Mr Cool

To the driver of the car I observed on the highway last night:

Let me guess–you have a wife, maybe a couple of children, but when you went shopping for a new family vehicle and you contemplated purchasing a minivan, something within you screamed, “No!  That’s way too domestic!”  You’re a rebel, right?  You were born to be wild, or something like that.  You felt the primal voice within rage against something so bulky and common and uncool as a minivan.  And so, to silence that voice, you looked elsewhere.

I know, you still wanted to be hip, to be young, to drive something gruff and manly which recalled wilderness days of the hunter-gatherer lives of men.  I understand completely.  You’re a stallion, man, and not even a family can tame you down.

But, my friend–and I hate to break this to you, truly I do–I have to say that no amount of Vols, Harley-Davidson, or “Fear This!” stickers, and no, not even the flames painted along her panels, will ever bestow upon your PT Cruiser the title of “cool.”

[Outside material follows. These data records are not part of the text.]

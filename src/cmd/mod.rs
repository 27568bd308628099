//! CLI command implementations.
//!
//! | Module     | Commands handled          |
//! |------------|---------------------------|
//! | `project`  | `Init`, `CreateWork`      |
//! | `write`    | `Write`                   |
//! | `status`   | `Status`                  |
//! | `audit`    | `Audit`                   |
//! | `publish`  | `Publish`                 |
//! | `config`   | `Config`                  |
//! | `services` | wiring shared by the above |

pub mod audit;
pub mod config;
pub mod project;
pub mod publish;
pub mod services;
pub mod status;
pub mod write;

use anyhow::Result;

pub use audit::cmd_audit;
pub use config::cmd_config;
pub use project::{cmd_create_work, cmd_init};
pub use publish::cmd_publish;
pub use status::cmd_status;
pub use write::cmd_write;

use quill::work::Work;

/// Which chapters a command applies to.
#[derive(Debug, Clone, PartialEq)]
pub enum Selection {
    All,
    Range { from: Option<u32>, to: Option<u32> },
    List(Vec<u32>),
}

impl Selection {
    pub fn from_args(from: Option<u32>, to: Option<u32>, chapters: Option<Vec<u32>>) -> Result<Self> {
        if let Some(mut chapters) = chapters {
            chapters.sort_unstable();
            chapters.dedup();
            return Ok(Selection::List(chapters));
        }
        match (from, to) {
            (None, None) => Ok(Selection::All),
            (Some(from), Some(to)) if from > to => {
                anyhow::bail!("--from ({}) must not be greater than --to ({})", from, to)
            }
            (from, to) => Ok(Selection::Range { from, to }),
        }
    }

    /// Chapter numbers to pass to the workflow; `None` means every chapter.
    ///
    /// Open range ends are filled from the work's outline. Explicit lists
    /// are passed through unchanged so unknown chapters are reported.
    pub fn resolve(&self, work: &Work) -> Option<Vec<u32>> {
        match self {
            Selection::All => None,
            Selection::List(chapters) => Some(chapters.clone()),
            Selection::Range { from, to } => Some(
                work.items
                    .iter()
                    .map(|i| i.sequence)
                    .filter(|s| from.is_none_or(|f| *s >= f) && to.is_none_or(|t| *s <= t))
                    .collect(),
            ),
        }
    }
}
use anyhow::{Context, Result};
use std::path::{Path, PathBuf};

use crate::quill_config::{CliOverrides, QuillToml};

/// Runtime configuration for a quill project.
///
/// Resolves the `.quill/` layout for a project directory and carries the
/// fully layered [`QuillToml`] (file → environment → CLI).
#[derive(Debug, Clone)]
pub struct Config {
    pub project_dir: PathBuf,
    pub quill_dir: PathBuf,
    pub config_file: PathBuf,
    pub works_dir: PathBuf,
    pub memory_dir: PathBuf,
    pub audit_dir: PathBuf,
    pub log_dir: PathBuf,
    pub state_file: PathBuf,
    pub publish_ledger: PathBuf,
    pub verbose: bool,
    pub settings: QuillToml,
}

impl Config {
    pub fn new(project_dir: PathBuf, overrides: &CliOverrides) -> Result<Self> {
        let project_dir = project_dir
            .canonicalize()
            .context("Failed to resolve project directory")?;

        load_dotenv(&project_dir);

        let quill_dir = project_dir.join(".quill");
        let mut settings = QuillToml::load_or_default(&quill_dir)?;
        settings.apply_env();
        settings.apply_cli(overrides);
        settings.validate().context("Invalid configuration")?;

        Ok(Self::with_settings(project_dir, settings, overrides.verbose))
    }

    /// Build the layout without touching the environment or the config file.
    pub fn with_settings(project_dir: PathBuf, settings: QuillToml, verbose: bool) -> Self {
        let quill_dir = project_dir.join(".quill");
        Self {
            config_file: quill_dir.join("quill.toml"),
            works_dir: quill_dir.join("works"),
            memory_dir: quill_dir.join("memory"),
            audit_dir: quill_dir.join("audit"),
            log_dir: quill_dir.join("logs"),
            state_file: quill_dir.join("state"),
            publish_ledger: quill_dir.join("publish-ledger.json"),
            quill_dir,
            project_dir,
            verbose,
            settings,
        }
    }

    pub fn ensure_directories(&self) -> Result<()> {
        for dir in [
            &self.quill_dir,
            &self.works_dir,
            &self.memory_dir,
            &self.audit_dir,
            &self.log_dir,
        ] {
            std::fs::create_dir_all(dir)
                .with_context(|| format!("Failed to create {}", dir.display()))?;
        }
        Ok(())
    }

    pub fn is_initialized(&self) -> bool {
        self.quill_dir.exists()
    }
}

/// Load `.env` from the project, then from the user config directory.
/// Variables already set in the process environment are never overwritten.
fn load_dotenv(project_dir: &Path) {
    let _ = dotenvy::from_path(project_dir.join(".env"));
    if let Some(config_dir) = dirs::config_dir() {
        let _ = dotenvy::from_path(config_dir.join("quill").join(".env"));
    }
}
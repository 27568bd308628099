use std::collections::HashMap;
use std::sync::Arc;

use anyhow::Result;
use tokio::task::{Id, JoinSet};
use tokio_util::sync::CancellationToken;
use tracing::{info, warn};

use super::engine::{RangeAborted, RangeReport, WorkflowEngine};
use crate::errors::WorkflowError;
use crate::work::{Work, WorkId};

/// Result of one work's range run.
#[derive(Debug)]
pub struct WorkRun {
    pub work_id: WorkId,
    pub result: Result<RangeReport, RangeAborted>,
}

/// Runs independent works concurrently, one task per work.
///
/// Chapters of one work stay strictly sequential inside their task. Each
/// work gets a child token of the scheduler's token, so cancelling one work
/// leaves the others running while `cancel_all` stops everything.
pub struct WorkScheduler {
    engine: Arc<WorkflowEngine>,
    root: CancellationToken,
    tasks: JoinSet<WorkRun>,
    tokens: HashMap<WorkId, CancellationToken>,
    task_ids: HashMap<Id, WorkId>,
}

impl WorkScheduler {
    pub fn new(engine: Arc<WorkflowEngine>) -> Self {
        Self::with_token(engine, CancellationToken::new())
    }

    pub fn with_token(engine: Arc<WorkflowEngine>, root: CancellationToken) -> Self {
        Self {
            engine,
            root,
            tasks: JoinSet::new(),
            tokens: HashMap::new(),
            task_ids: HashMap::new(),
        }
    }

    /// Start producing `selection` of `work` (all items when `None`).
    pub fn spawn(&mut self, work: Work, selection: Option<Vec<u32>>) -> Result<()> {
        if self.tokens.contains_key(&work.id) {
            anyhow::bail!("Work '{}' is already scheduled", work.id);
        }
        let token = self.root.child_token();
        self.tokens.insert(work.id.clone(), token.clone());

        let engine = self.engine.clone();
        let work_id = work.id.clone();
        let handle = self.tasks.spawn(async move {
            let result = engine
                .produce_chapter_range(&work, selection.as_deref(), &token)
                .await;
            WorkRun {
                work_id: work.id,
                result,
            }
        });
        self.task_ids.insert(handle.id(), work_id.clone());
        info!(work = %work_id, "Work scheduled");
        Ok(())
    }

    /// Cancel one work. Returns false when it is not scheduled.
    pub fn cancel(&self, work: &WorkId) -> bool {
        match self.tokens.get(work) {
            Some(token) => {
                token.cancel();
                true
            }
            None => false,
        }
    }

    pub fn cancel_all(&self) {
        self.root.cancel();
    }

    pub fn len(&self) -> usize {
        self.tasks.len()
    }

    pub fn is_empty(&self) -> bool {
        self.tasks.is_empty()
    }

    /// Wait for the next work to finish.
    pub async fn join_next(&mut self) -> Option<WorkRun> {
        let joined = self.tasks.join_next_with_id().await?;
        let run = match joined {
            Ok((id, run)) => {
                self.task_ids.remove(&id);
                run
            }
            Err(e) => {
                let work_id = self
                    .task_ids
                    .remove(&e.id())
                    .unwrap_or_else(|| WorkId::new("unknown"));
                warn!(work = %work_id, error = %e, "Work task ended abnormally");
                WorkRun {
                    result: Err(WorkflowError::TaskFailed {
                        work: work_id.to_string(),
                        message: e.to_string(),
                    }
                    .into()),
                    work_id,
                }
            }
        };
        self.tokens.remove(&run.work_id);
        Some(run)
    }

    /// Wait for every scheduled work, in completion order.
    pub async fn join_all(mut self) -> Vec<WorkRun> {
        let mut runs = Vec::with_capacity(self.tasks.len());
        while let Some(run) = self.join_next().await {
            runs.push(run);
        }
        runs
    }
}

  1. LOLOL!!! I can just picture it!  Was he sporting big ugly tatooes and a doo rag too?


  2. nunosfriend says:

    a second amen!!


  3. *smile*
    freakin’ dangit x 2… oh yeah…


  4. so this is honestly one of the funniest things that i have read in a long time, and it is most definitely worthy of submission, to something…the whole world needs to read this.